(Dataset entries)
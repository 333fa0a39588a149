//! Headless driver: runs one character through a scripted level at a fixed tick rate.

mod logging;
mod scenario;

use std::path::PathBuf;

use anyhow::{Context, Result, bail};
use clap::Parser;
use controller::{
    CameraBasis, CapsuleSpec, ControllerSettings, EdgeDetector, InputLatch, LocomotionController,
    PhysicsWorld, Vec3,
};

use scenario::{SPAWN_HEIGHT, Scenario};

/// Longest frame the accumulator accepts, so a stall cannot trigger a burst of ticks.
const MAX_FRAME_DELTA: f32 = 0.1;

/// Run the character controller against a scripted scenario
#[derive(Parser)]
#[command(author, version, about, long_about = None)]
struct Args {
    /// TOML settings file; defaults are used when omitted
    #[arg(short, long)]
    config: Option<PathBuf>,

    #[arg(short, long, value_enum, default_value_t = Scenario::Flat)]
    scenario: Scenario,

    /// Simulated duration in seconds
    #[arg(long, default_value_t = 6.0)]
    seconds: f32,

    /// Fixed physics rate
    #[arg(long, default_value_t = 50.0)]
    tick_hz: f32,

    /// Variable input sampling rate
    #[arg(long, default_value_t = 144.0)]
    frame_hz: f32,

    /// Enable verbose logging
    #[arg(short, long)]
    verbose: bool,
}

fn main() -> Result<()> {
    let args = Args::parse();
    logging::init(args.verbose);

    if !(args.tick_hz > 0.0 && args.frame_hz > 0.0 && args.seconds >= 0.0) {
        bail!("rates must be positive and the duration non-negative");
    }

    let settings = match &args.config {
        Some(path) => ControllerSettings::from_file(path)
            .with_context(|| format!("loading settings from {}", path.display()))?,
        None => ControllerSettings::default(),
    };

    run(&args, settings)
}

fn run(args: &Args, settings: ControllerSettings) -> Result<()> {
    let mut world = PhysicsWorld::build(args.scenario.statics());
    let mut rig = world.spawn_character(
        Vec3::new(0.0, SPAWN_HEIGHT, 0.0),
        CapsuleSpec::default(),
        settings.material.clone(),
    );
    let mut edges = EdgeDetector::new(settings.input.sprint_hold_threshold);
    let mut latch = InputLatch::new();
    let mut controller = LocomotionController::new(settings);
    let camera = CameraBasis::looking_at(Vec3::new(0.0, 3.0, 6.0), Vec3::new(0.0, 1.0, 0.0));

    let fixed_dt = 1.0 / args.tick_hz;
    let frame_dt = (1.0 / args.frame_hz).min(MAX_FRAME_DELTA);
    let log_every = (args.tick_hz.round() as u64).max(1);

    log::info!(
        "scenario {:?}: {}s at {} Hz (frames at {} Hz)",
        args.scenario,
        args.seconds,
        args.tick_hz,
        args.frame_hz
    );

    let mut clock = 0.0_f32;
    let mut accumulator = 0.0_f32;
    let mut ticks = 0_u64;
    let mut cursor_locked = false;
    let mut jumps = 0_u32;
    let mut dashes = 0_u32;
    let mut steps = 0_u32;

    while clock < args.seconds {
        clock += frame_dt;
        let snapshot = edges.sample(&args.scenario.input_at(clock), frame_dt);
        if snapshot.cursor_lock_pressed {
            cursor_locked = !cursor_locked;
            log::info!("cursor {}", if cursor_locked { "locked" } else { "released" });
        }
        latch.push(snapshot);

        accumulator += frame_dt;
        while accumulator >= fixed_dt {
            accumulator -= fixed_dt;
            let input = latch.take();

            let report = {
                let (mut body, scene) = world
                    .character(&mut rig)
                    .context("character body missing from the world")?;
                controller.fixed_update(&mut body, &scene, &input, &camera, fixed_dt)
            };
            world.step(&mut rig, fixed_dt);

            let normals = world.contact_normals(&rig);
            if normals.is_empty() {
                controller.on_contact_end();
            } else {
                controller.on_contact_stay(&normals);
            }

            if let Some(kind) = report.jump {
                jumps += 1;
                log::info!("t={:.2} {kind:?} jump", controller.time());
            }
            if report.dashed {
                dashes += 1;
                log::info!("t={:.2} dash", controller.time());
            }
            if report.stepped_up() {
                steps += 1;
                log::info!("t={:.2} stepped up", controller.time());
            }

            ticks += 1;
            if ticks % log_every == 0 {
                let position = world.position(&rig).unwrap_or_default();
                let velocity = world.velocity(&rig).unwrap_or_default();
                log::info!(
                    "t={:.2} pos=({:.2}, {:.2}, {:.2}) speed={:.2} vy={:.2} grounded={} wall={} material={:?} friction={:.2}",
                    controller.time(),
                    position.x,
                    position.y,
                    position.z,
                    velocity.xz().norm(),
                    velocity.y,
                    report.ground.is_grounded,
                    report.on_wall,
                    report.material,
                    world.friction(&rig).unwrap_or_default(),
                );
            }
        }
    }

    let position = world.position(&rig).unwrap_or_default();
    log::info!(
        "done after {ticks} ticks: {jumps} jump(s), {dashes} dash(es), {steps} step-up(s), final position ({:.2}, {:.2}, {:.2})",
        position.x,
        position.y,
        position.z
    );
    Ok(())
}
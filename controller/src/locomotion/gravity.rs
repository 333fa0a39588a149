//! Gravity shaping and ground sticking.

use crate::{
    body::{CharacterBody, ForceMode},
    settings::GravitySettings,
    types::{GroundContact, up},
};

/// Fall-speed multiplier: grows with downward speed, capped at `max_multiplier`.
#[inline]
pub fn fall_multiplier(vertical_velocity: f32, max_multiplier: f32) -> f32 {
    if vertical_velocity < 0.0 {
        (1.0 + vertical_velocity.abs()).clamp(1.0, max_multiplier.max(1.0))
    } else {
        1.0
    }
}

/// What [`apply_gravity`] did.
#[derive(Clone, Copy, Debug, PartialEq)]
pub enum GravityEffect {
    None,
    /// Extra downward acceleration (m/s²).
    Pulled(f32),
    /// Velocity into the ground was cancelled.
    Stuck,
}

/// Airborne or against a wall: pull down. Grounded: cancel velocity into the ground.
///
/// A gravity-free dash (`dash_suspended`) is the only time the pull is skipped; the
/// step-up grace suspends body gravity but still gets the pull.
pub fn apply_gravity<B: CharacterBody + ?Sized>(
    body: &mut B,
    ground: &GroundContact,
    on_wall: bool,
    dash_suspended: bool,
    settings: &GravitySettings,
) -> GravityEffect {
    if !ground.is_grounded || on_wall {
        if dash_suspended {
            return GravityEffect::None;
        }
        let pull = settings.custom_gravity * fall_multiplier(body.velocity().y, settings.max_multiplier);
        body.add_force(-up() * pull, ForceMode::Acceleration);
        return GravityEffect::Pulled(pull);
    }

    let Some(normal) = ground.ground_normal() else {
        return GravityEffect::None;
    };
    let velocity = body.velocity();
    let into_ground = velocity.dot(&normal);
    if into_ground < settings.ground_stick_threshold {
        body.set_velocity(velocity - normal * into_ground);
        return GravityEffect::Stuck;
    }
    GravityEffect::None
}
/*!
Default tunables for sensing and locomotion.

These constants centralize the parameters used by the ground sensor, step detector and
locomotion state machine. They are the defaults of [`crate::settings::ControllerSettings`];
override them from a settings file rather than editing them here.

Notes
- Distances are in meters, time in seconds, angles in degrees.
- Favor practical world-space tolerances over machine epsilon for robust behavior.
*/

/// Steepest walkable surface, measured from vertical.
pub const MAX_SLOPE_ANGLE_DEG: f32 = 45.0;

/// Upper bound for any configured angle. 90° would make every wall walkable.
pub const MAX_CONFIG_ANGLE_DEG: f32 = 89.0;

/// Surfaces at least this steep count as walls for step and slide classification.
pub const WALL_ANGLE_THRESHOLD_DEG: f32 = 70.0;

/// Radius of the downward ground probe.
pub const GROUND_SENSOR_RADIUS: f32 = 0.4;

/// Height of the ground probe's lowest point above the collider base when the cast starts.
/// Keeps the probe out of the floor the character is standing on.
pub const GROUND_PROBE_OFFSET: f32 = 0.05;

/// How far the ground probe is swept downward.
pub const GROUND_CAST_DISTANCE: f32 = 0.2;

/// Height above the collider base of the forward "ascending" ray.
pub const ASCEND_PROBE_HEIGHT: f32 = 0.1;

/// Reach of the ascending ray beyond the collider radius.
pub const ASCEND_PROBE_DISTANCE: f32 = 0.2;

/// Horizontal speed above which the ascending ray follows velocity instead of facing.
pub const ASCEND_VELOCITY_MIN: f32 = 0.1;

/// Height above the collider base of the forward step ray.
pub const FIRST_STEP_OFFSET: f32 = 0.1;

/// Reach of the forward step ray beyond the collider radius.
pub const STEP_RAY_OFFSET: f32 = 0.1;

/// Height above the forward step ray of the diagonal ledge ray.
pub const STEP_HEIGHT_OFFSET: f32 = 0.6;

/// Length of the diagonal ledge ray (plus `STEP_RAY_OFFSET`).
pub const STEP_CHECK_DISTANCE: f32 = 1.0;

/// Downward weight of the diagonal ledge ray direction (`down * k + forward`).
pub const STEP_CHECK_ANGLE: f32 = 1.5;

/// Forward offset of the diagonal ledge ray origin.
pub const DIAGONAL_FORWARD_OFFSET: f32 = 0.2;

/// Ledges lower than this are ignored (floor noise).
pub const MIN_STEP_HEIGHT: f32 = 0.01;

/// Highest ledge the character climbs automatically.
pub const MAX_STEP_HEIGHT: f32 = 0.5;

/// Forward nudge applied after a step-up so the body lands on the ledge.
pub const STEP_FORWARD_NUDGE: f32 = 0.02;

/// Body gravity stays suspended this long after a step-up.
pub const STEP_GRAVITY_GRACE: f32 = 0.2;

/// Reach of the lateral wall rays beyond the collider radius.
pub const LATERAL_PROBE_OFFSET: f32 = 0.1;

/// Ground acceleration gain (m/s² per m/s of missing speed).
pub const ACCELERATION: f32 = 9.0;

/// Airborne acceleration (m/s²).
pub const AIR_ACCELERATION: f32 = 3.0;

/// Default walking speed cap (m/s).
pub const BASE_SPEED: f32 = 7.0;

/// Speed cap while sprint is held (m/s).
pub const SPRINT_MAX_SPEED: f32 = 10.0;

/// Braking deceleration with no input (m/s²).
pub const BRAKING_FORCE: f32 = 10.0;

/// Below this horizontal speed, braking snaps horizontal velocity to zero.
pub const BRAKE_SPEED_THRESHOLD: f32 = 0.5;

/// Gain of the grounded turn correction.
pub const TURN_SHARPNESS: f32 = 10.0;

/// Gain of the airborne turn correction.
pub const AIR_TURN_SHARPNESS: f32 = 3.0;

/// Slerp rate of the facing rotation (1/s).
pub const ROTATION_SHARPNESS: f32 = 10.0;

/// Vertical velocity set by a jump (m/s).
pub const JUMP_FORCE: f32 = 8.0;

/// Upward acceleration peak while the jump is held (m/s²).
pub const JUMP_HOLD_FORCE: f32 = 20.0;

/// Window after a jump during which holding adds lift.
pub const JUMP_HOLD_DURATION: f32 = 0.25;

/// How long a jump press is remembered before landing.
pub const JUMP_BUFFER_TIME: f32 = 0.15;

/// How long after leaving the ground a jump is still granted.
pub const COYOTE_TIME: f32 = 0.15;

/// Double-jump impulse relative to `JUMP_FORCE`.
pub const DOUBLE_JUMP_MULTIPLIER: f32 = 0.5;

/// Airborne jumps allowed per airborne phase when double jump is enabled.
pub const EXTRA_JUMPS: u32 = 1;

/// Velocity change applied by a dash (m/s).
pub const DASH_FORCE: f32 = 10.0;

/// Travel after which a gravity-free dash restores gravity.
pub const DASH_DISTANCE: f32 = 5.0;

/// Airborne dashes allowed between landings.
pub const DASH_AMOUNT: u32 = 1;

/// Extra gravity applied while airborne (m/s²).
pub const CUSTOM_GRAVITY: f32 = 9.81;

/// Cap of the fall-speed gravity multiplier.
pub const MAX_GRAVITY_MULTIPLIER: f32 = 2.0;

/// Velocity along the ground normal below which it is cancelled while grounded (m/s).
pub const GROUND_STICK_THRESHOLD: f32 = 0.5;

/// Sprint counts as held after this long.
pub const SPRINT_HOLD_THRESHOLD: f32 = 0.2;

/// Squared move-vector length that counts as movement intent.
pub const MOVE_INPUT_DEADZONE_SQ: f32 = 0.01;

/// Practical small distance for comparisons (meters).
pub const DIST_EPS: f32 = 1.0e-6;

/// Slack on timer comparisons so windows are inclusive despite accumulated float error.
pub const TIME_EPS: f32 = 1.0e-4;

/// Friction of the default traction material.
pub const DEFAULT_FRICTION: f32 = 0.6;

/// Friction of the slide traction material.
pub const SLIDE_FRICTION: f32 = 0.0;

[Task brief] Select and copy each line from the data that includes the word "info".

[Expected answer]
    log::info!(
            log::info!("cursor {}", if cursor_locked { "locked" } else { "released" });
                log::info!("t={:.2} {kind:?} jump", controller.time());
                log::info!("t={:.2} dash", controller.time());
                log::info!("t={:.2} stepped up", controller.time());
                log::info!(
    log::info!(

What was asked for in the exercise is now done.